Problem to solve: Using the records below, output the stretch that opens with the line containing "chrono::Duration::days(self.active_window_days)" and closes with the line containing "std::fs::create_dir_all(&data_dir).ok();", exactly and including both lines, with nothing more.

Supplied material section start

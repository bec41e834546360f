use serde::{Deserialize, Serialize};
use std::path::{Path, PathBuf};
use std::time::Duration;

use crate::error::{AppError, Result};

#[derive(Debug, Clone, Serialize, Deserialize)]
pub struct Config {
    #[serde(default = "default_db_path")]
    pub db_path: String,

    #[serde(default = "default_log_level")]
    pub log_level: String,

    #[serde(default)]
    pub fanout: FanoutConfig,

    #[serde(default)]
    pub compaction: CompactionConfig,
}

/// Limits applied on the write path (fan-out) and the pull side of the read path.
#[derive(Debug, Clone, Serialize, Deserialize)]
#[serde(default)]
pub struct FanoutConfig {
    /// Most-recent followers considered for push delivery. The rest read via pull.
    pub max_followers: usize,
    /// Most-recent followings consulted when reading the pull store.
    pub max_followings: usize,
    /// Followers inactive for longer than this are skipped at fan-out time.
    pub active_window_days: i64,
    /// Push rows inserted per transaction.
    pub batch_size: usize,
    /// Length cap for the denormalized content summary, in characters.
    pub summary_max_chars: usize,
}

impl Default for FanoutConfig {
    fn default() -> Self {
        Self {
            max_followers: 10_000,
            max_followings: 2_000,
            active_window_days: 30,
            batch_size: 500,
            summary_max_chars: 200,
        }
    }
}

impl FanoutConfig {
    pub fn active_window(&self) -> chrono::Duration {
        chrono::Duration::days(self.active_window_days)
    }
}

#[derive(Debug, Clone, Serialize, Deserialize)]
#[serde(default)]
pub struct CompactionConfig {
    pub interval_secs: u64,
    pub pull_batch: usize,
    pub push_batch: usize,
}

impl Default for CompactionConfig {
    fn default() -> Self {
        Self {
            interval_secs: 60,
            pull_batch: 300,
            push_batch: 800,
        }
    }
}

impl CompactionConfig {
    pub fn interval(&self) -> Duration {
        Duration::from_secs(self.interval_secs)
    }
}

fn default_db_path() -> String {
    let data_dir = dirs::data_dir()
        .unwrap_or_else(|| PathBuf::from("."))
        .join("fanout-feed");
    std::fs::create_dir_all(&data_dir).ok();
    data_dir.join("feeds.db").to_string_lossy().to_string()
}

fn default_log_level() -> String {
    "info".to_string()
}

impl Default for Config {
    fn default() -> Self {
        Self {
            db_path: default_db_path(),
            log_level: default_log_level(),
            fanout: FanoutConfig::default(),
            compaction: CompactionConfig::default(),
        }
    }
}

impl Config {
    /// Load from the default location, writing defaults there on first run.
    pub fn load() -> Result<Self> {
        Self::load_from(&Self::config_path())
    }

    pub fn load_from(config_path: &Path) -> Result<Self> {
        let config = if config_path.exists() {
            let content = std::fs::read_to_string(config_path)?;
            toml::from_str::<Config>(&content)?
        } else {
            let config = Config::default();
            config.save_to(config_path)?;
            config
        };
        config.validate()?;
        Ok(config)
    }

    pub fn save_to(&self, config_path: &Path) -> Result<()> {
        if let Some(parent) = config_path.parent() {
            std::fs::create_dir_all(parent)?;
        }
        let content = toml::to_string_pretty(self)
            .map_err(|e| AppError::Config(e.to_string()))?;
        std::fs::write(config_path, content)?;
        Ok(())
    }

    pub fn validate(&self) -> Result<()> {
        let fanout = &self.fanout;
        if fanout.max_followers == 0 || fanout.max_followings == 0 {
            return Err(AppError::Config(
                "fanout.max_followers and fanout.max_followings must be positive".into(),
            ));
        }
        if fanout.batch_size == 0 {
            return Err(AppError::Config("fanout.batch_size must be positive".into()));
        }
        if fanout.active_window_days < 0 {
            return Err(AppError::Config(
                "fanout.active_window_days must not be negative".into(),
            ));
        }
        let compaction = &self.compaction;
        if compaction.pull_batch == 0 || compaction.push_batch == 0 {
            return Err(AppError::Config(
                "compaction batch sizes must be positive".into(),
            ));
        }
        if compaction.interval_secs == 0 {
            return Err(AppError::Config(
                "compaction.interval_secs must be positive".into(),
            ));
        }
        Ok(())
    }

    pub fn config_path() -> PathBuf {
        dirs::config_dir()
            .unwrap_or_else(|| PathBuf::from("."))
            .join("fanout-feed")
            .join("config.toml")
    }
}
use std::sync::Arc;

use async_trait::async_trait;
use serde::Serialize;
use tokio::sync::Mutex;
use tokio_util::sync::CancellationToken;
use tracing::{debug, error, info};

use crate::config::CompactionConfig;
use crate::db::{Database, PullStore, PushStore};
use crate::error::Result;

/// A table holding tombstoned rows that can be claimed and removed in batches.
#[async_trait]
trait HiddenRows: Send + Sync {
    async fn hidden_batch(&self, after_id: i64, limit: usize) -> Result<Vec<i64>>;

    async fn delete_hidden(&self, ids: Vec<i64>) -> Result<usize>;
}

#[async_trait]
impl HiddenRows for PullStore {
    async fn hidden_batch(&self, after_id: i64, limit: usize) -> Result<Vec<i64>> {
        PullStore::hidden_batch(self, after_id, limit).await
    }

    async fn delete_hidden(&self, ids: Vec<i64>) -> Result<usize> {
        PullStore::delete_hidden(self, ids).await
    }
}

#[async_trait]
impl HiddenRows for PushStore {
    async fn hidden_batch(&self, after_id: i64, limit: usize) -> Result<Vec<i64>> {
        PushStore::hidden_batch(self, after_id, limit).await
    }

    async fn delete_hidden(&self, ids: Vec<i64>) -> Result<usize> {
        PushStore::delete_hidden(self, ids).await
    }
}

#[derive(Debug, Clone, Default, PartialEq, Eq, Serialize)]
pub struct CompactionReport {
    pub pull_deleted: usize,
    pub push_deleted: usize,
    pub batches: usize,
    pub errors: Vec<String>,
}

impl CompactionReport {
    pub fn deleted(&self) -> usize {
        self.pull_deleted + self.push_deleted
    }
}

/// Hard-deletes Hidden feed rows.
///
/// Each table is drained independently: claim up to a batch of hidden ids
/// above the last claimed id, delete them, and repeat until a claim comes
/// back empty. Runs are serialized by an in-process lease; a run that finds
/// the lease taken does nothing.
#[derive(Clone)]
pub struct Compactor {
    pulls: PullStore,
    pushes: PushStore,
    config: CompactionConfig,
    lease: Arc<Mutex<()>>,
}

impl Compactor {
    pub fn new(db: &Database, config: CompactionConfig) -> Self {
        Self {
            pulls: db.pull_store(),
            pushes: db.push_store(),
            config,
            lease: Arc::new(Mutex::new(())),
        }
    }

    /// Drain both tables once. Returns `None` when another run holds the lease.
    pub async fn run_once(&self) -> Option<CompactionReport> {
        let Ok(_lease) = self.lease.try_lock() else {
            debug!("feed compaction already running, skipping");
            return None;
        };

        let (pull, push) = tokio::join!(
            drain(&self.pulls, self.config.pull_batch),
            drain(&self.pushes, self.config.push_batch)
        );

        let mut report = CompactionReport::default();
        match pull {
            Ok((deleted, batches)) => {
                report.pull_deleted = deleted;
                report.batches += batches;
            }
            Err(e) => {
                error!("pull compaction failed: {e}");
                report.errors.push(format!("pull: {e}"));
            }
        }
        match push {
            Ok((deleted, batches)) => {
                report.push_deleted = deleted;
                report.batches += batches;
            }
            Err(e) => {
                error!("push compaction failed: {e}");
                report.errors.push(format!("push: {e}"));
            }
        }
        Some(report)
    }

    /// Start the periodic compaction loop. Cancel the returned token to stop it.
    pub fn start(self) -> CancellationToken {
        let cancel = CancellationToken::new();
        let token = cancel.clone();
        let interval = self.config.interval();

        tokio::spawn(async move {
            info!("feed compaction started (interval={interval:?})");
            loop {
                tokio::select! {
                    _ = token.cancelled() => {
                        info!("feed compaction stopped");
                        break;
                    }
                    _ = tokio::time::sleep(interval) => {
                        match self.run_once().await {
                            Some(report) if report.deleted() > 0 => info!(
                                "feed compaction: removed {} pull / {} push rows in {} batches",
                                report.pull_deleted, report.push_deleted, report.batches
                            ),
                            Some(_) => debug!("feed compaction: nothing to remove"),
                            None => {}
                        }
                    }
                }
            }
        });

        cancel
    }
}

/// Returns `(rows deleted, non-empty batches)`.
async fn drain(table: &dyn HiddenRows, batch: usize) -> Result<(usize, usize)> {
    let mut watermark = 0;
    let mut deleted = 0;
    let mut batches = 0;

    loop {
        let ids = table.hidden_batch(watermark, batch).await?;
        let Some(last) = ids.last().copied() else {
            break;
        };
        watermark = last;
        deleted += table.delete_hidden(ids).await?;
        batches += 1;
    }

    Ok((deleted, batches))
}

#[cfg(test)]
mod tests {
    use super::*;
    use crate::models::{FeedStatus, ItemType, PullEntry};
    use chrono::Utc;
    use std::time::Duration;

    async fn seed_hidden(db: &Database, count: i64) {
        let pulls = db.pull_store();
        for id in 1..=count {
            let now = Utc::now();
            pulls
                .insert_or_get(PullEntry {
                    id,
                    author_id: 1,
                    item_type: ItemType::Post,
                    item_id: id,
                    content_summary: String::new(),
                    status: FeedStatus::Normal,
                    created_at: now,
                    updated_at: now,
                })
                .await
                .unwrap();
            db.withdraw(1, ItemType::Post, id).await.unwrap();
        }
    }

    fn small_batches() -> CompactionConfig {
        CompactionConfig {
            interval_secs: 1,
            pull_batch: 3,
            push_batch: 8,
        }
    }

    #[tokio::test]
    async fn drains_in_multiple_batches() {
        let db = Database::open_in_memory().await.unwrap();
        seed_hidden(&db, 7).await;

        let compactor = Compactor::new(&db, small_batches());
        let report = compactor.run_once().await.unwrap();
        assert_eq!(report.pull_deleted, 7);
        assert_eq!(report.push_deleted, 0);
        assert_eq!(report.batches, 3);
        assert!(report.errors.is_empty());

        let pulls = db.pull_store();
        assert_eq!(pulls.count_by_status(FeedStatus::Hidden).await.unwrap(), 0);
    }

    #[tokio::test]
    async fn empty_run_is_a_no_op() {
        let db = Database::open_in_memory().await.unwrap();
        let compactor = Compactor::new(&db, small_batches());
        assert_eq!(compactor.run_once().await.unwrap(), CompactionReport::default());
    }

    #[tokio::test]
    async fn held_lease_skips_the_run() {
        let db = Database::open_in_memory().await.unwrap();
        seed_hidden(&db, 2).await;
        let compactor = Compactor::new(&db, small_batches());

        let guard = compactor.lease.lock().await;
        assert!(compactor.run_once().await.is_none());
        drop(guard);

        assert_eq!(compactor.run_once().await.unwrap().pull_deleted, 2);
    }

    #[tokio::test]
    async fn scheduler_compacts_until_cancelled() {
        let db = Database::open_in_memory().await.unwrap();
        seed_hidden(&db, 4).await;

        let cancel = Compactor::new(&db, small_batches()).start();
        let pulls = db.pull_store();
        let mut remaining = 4;
        for _ in 0..50 {
            tokio::time::sleep(Duration::from_millis(100)).await;
            remaining = pulls.count_by_status(FeedStatus::Hidden).await.unwrap();
            if remaining == 0 {
                break;
            }
        }
        cancel.cancel();
        assert_eq!(remaining, 0);
    }
}
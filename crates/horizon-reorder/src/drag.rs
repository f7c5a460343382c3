//! Drag-session management for list reordering.
//!
//! A reorder gesture is a short-lived session over an immutable view of the
//! list. [`ReorderManager::begin_drag`] opens the session and captures the
//! source position, the source item's identity, and the list length.
//! [`ReorderManager::update_target`] records the current hover candidate;
//! the last value wins. [`ReorderManager::commit`] validates the session
//! against the list as it is *now* and produces the reordered list, and
//! [`ReorderManager::cancel_drag`] discards the session. Both commit and
//! cancel return the manager to idle, so a new drag can begin.
//!
//! A commit is all-or-nothing. It either yields a list with exactly one item
//! relocated or fails without producing anything; there is no partially
//! applied state to observe.
//!
//! # Example
//!
//! ```
//! use horizon_reorder::{Keyed, ReorderManager};
//!
//! let items = Keyed::wrap(["a", "b", "c"]);
//! let mut manager = ReorderManager::new();
//!
//! manager.begin_drag(&items, 2)?;
//! manager.update_target(0)?;
//! let reordered = manager.commit(&items)?;
//!
//! let order: Vec<&str> = reordered.iter().map(|item| *item.value()).collect();
//! assert_eq!(order, ["c", "a", "b"]);
//! # Ok::<(), horizon_reorder::ReorderError>(())
//! ```

use crate::error::{ReorderError, Result};
use crate::item::{ItemId, OrderedItem};

/// State of the reorder state machine.
#[derive(Debug, Clone, Copy, PartialEq, Eq)]
pub enum DragState {
    /// No drag session is open.
    Idle,
    /// A session is open and tracking a hover target.
    Dragging,
}

/// How a commit resolves a hover target outside the valid range.
///
/// The valid range for a resolved target is `0..len`, interpreted on the
/// list as it stands before the dragged item is taken out.
#[derive(Debug, Clone, Copy, PartialEq, Eq, Default)]
pub enum TargetPolicy {
    /// Clamp to the nearest end of the list. Dragging past the edges of a
    /// list reads as "move to first" or "move to last", so this is the
    /// default.
    #[default]
    Clamp,
    /// Fail the commit with [`ReorderError::IndexOutOfRange`].
    Reject,
}

/// Pointer events as a host reports them, one constructor per engine
/// operation.
///
/// [`Drop`](DragGesture::Drop) folds a final [`Over`](DragGesture::Over)
/// and a commit into one notification, matching how toolkits deliver drop
/// events with a position attached.
#[derive(Debug, Clone, Copy, PartialEq, Eq)]
pub enum DragGesture {
    /// The pointer picked up the item at `index`.
    Start {
        /// Position of the grabbed item.
        index: usize,
    },
    /// The drag is hovering over candidate position `index`.
    Over {
        /// Current candidate position. May be out of range while hovering.
        index: isize,
    },
    /// The item was released over position `index`.
    Drop {
        /// Position the item was released on.
        index: isize,
    },
    /// The drag was aborted (escape key, pointer left the host, ...).
    Cancel,
}

/// Transient record of one in-progress reorder gesture.
///
/// Sessions are cheap copies handed back by the manager so hosts can render
/// drag feedback (highlight the source row, draw an insertion marker). They
/// carry no authority; the manager's internal session is the one that
/// commits. A session never outlives its gesture and is not meant to be
/// persisted.
///
/// Invariant: `list_len >= 1` and `source_index < list_len`, both
/// established at [`ReorderManager::begin_drag`].
#[derive(Debug, Clone, Copy, PartialEq, Eq)]
pub struct DragSession {
    source_index: usize,
    target_index: Option<isize>,
    source_id: ItemId,
    list_len: usize,
}

impl DragSession {
    /// Position the dragged item had when the drag began.
    pub fn source_index(&self) -> usize {
        self.source_index
    }

    /// Most recent hover candidate, or `None` if the drag never hovered.
    pub fn target_index(&self) -> Option<isize> {
        self.target_index
    }

    /// Identity of the dragged item.
    pub fn source_id(&self) -> ItemId {
        self.source_id
    }

    /// List length captured when the drag began.
    pub fn list_len(&self) -> usize {
        self.list_len
    }

    /// Checks that `items` is still the list this session was begun on.
    fn validate_against<T: OrderedItem>(&self, items: &[T]) -> Result<()> {
        if items.len() != self.list_len {
            return Err(ReorderError::stale_length(self.list_len, items.len()));
        }
        // Length is unchanged, so the captured source index is in bounds.
        if items[self.source_index].item_id() != self.source_id {
            return Err(ReorderError::stale_identity(self.source_index));
        }
        Ok(())
    }

    /// Resolves the hover target to a concrete position in `0..list_len`.
    ///
    /// A session that never hovered resolves to its own source, which makes
    /// the commit a no-op move.
    fn resolved_target(&self, policy: TargetPolicy) -> Result<usize> {
        let target = match self.target_index {
            Some(target) => target,
            None => return Ok(self.source_index),
        };

        let last = (self.list_len - 1) as isize;
        if (0..=last).contains(&target) {
            return Ok(target as usize);
        }

        match policy {
            TargetPolicy::Clamp => Ok(if target < 0 { 0 } else { last as usize }),
            TargetPolicy::Reject => Err(ReorderError::IndexOutOfRange {
                index: target,
                len: self.list_len,
            }),
        }
    }
}

/// Drives reorder gestures over a caller-owned list.
///
/// The manager holds at most one open [`DragSession`]. It never stores the
/// list itself; every operation that needs item data borrows it for the
/// duration of the call, which is what keeps [`commit`](Self::commit) pure.
/// One manager serves one list: validating a session against some other
/// list of the same length is indistinguishable from an identity mismatch.
///
/// Not synchronized. Wrap it in a lock for shared use, or reach for
/// [`ReorderableList`](crate::ReorderableList), which does exactly that.
#[derive(Debug)]
pub struct ReorderManager {
    session: Option<DragSession>,
    policy: TargetPolicy,
}

impl ReorderManager {
    /// Creates an idle manager with the default [`TargetPolicy`].
    pub fn new() -> Self {
        Self {
            session: None,
            policy: TargetPolicy::default(),
        }
    }

    /// Creates an idle manager with an explicit out-of-range policy.
    pub fn with_policy(policy: TargetPolicy) -> Self {
        Self {
            session: None,
            policy,
        }
    }

    /// Returns the current state of the state machine.
    #[inline]
    pub fn state(&self) -> DragState {
        if self.session.is_some() {
            DragState::Dragging
        } else {
            DragState::Idle
        }
    }

    /// Returns whether a drag session is open.
    #[inline]
    pub fn is_dragging(&self) -> bool {
        self.session.is_some()
    }

    /// Returns the open session, if any.
    #[inline]
    pub fn session(&self) -> Option<&DragSession> {
        self.session.as_ref()
    }

    /// Returns the out-of-range policy applied at commit time.
    #[inline]
    pub fn target_policy(&self) -> TargetPolicy {
        self.policy
    }

    /// Sets the out-of-range policy. Takes effect from the next commit.
    pub fn set_target_policy(&mut self, policy: TargetPolicy) {
        self.policy = policy;
    }

    /// Opens a drag session for the item at `source_index`.
    ///
    /// Captures the item's identity and the list length so the commit can
    /// detect mutations made while the drag was in flight. Returns a copy
    /// of the freshly opened session.
    ///
    /// # Errors
    ///
    /// [`ReorderError::SessionAlreadyActive`] if a session is already open;
    /// this is checked before anything else, so a badly indexed second call
    /// still reports the re-entrancy. [`ReorderError::IndexOutOfRange`] if
    /// `source_index` does not address an item (including any index into an
    /// empty list).
    pub fn begin_drag<T: OrderedItem>(
        &mut self,
        items: &[T],
        source_index: usize,
    ) -> Result<DragSession> {
        if self.session.is_some() {
            return Err(ReorderError::SessionAlreadyActive);
        }
        if source_index >= items.len() {
            return Err(ReorderError::IndexOutOfRange {
                index: source_index as isize,
                len: items.len(),
            });
        }

        let session = DragSession {
            source_index,
            target_index: None,
            source_id: items[source_index].item_id(),
            list_len: items.len(),
        };
        self.session = Some(session);

        tracing::trace!(
            target: "horizon_reorder::drag",
            source_index,
            list_len = session.list_len,
            "drag started"
        );

        Ok(session)
    }

    /// Records `target_index` as the current hover candidate.
    ///
    /// May be called any number of times per session; the last value wins.
    /// The index is accepted as-is, even far out of range, because hover
    /// positions wander past the list edges mid-gesture. Range handling is
    /// deferred to the commit, where [`TargetPolicy`] decides. Returns a
    /// copy of the updated session.
    ///
    /// # Errors
    ///
    /// [`ReorderError::NoActiveSession`] if no drag is open.
    pub fn update_target(&mut self, target_index: isize) -> Result<DragSession> {
        let session = self
            .session
            .as_mut()
            .ok_or(ReorderError::NoActiveSession)?;
        session.target_index = Some(target_index);
        Ok(*session)
    }

    /// Validates the open session against `items` and closes it, returning
    /// the `(source, target)` move it resolved to.
    ///
    /// This is the validation half of [`commit`](Self::commit) for callers
    /// that apply the move to storage they own. The session is consumed
    /// whether validation succeeds or fails; a failed drop is not
    /// retryable, the host starts a new gesture instead.
    ///
    /// # Errors
    ///
    /// [`ReorderError::NoActiveSession`] if no drag is open.
    /// [`ReorderError::StaleSession`] if the list length changed or the
    /// item at the captured source is no longer the dragged item.
    /// [`ReorderError::IndexOutOfRange`] if the hover target is out of
    /// range and the policy is [`TargetPolicy::Reject`].
    pub fn resolve_drop<T: OrderedItem>(&mut self, items: &[T]) -> Result<(usize, usize)> {
        let session = self.session.take().ok_or(ReorderError::NoActiveSession)?;
        session.validate_against(items)?;
        let target = session.resolved_target(self.policy)?;

        tracing::trace!(
            target: "horizon_reorder::drag",
            from = session.source_index,
            to = target,
            "drag resolved"
        );

        Ok((session.source_index, target))
    }

    /// Closes the open session and returns the reordered list.
    ///
    /// Pure with respect to `items`: the input is never touched, the result
    /// is a fresh `Vec` with exactly one item relocated. Relocation removes
    /// the item at the source and reinserts it at the target, so every
    /// other item keeps its relative order. A session whose target resolves
    /// to its source returns an equal list.
    ///
    /// # Errors
    ///
    /// Same as [`resolve_drop`](Self::resolve_drop). On error the input is
    /// untouched and the session is gone.
    pub fn commit<T: OrderedItem + Clone>(&mut self, items: &[T]) -> Result<Vec<T>> {
        let (from, to) = self.resolve_drop(items)?;
        Ok(relocate(items, from, to))
    }

    /// Discards the open session, if any.
    ///
    /// Never fails and never touches the list; cancelling an idle manager
    /// is a no-op. After return the manager is idle.
    pub fn cancel_drag(&mut self) {
        if self.session.take().is_some() {
            tracing::trace!(target: "horizon_reorder::drag", "drag cancelled");
        }
    }
}

impl Default for ReorderManager {
    fn default() -> Self {
        Self::new()
    }
}

/// Returns a copy of `items` with the item at `from` moved to `to`.
fn relocate<T: Clone>(items: &[T], from: usize, to: usize) -> Vec<T> {
    let mut next = items.to_vec();
    let moved = next.remove(from);
    next.insert(to, moved);
    next
}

Supplied material section end

Response below:
        chrono::Duration::days(self.active_window_days)
    }
}

#[derive(Debug, Clone, Serialize, Deserialize)]
#[serde(default)]
pub struct CompactionConfig {
    pub interval_secs: u64,
    pub pull_batch: usize,
    pub push_batch: usize,
}

impl Default for CompactionConfig {
    fn default() -> Self {
        Self {
            interval_secs: 60,
            pull_batch: 300,
            push_batch: 800,
        }
    }
}

impl CompactionConfig {
    pub fn interval(&self) -> Duration {
        Duration::from_secs(self.interval_secs)
    }
}

fn default_db_path() -> String {
    let data_dir = dirs::data_dir()
        .unwrap_or_else(|| PathBuf::from("."))
        .join("fanout-feed");
    std::fs::create_dir_all(&data_dir).ok();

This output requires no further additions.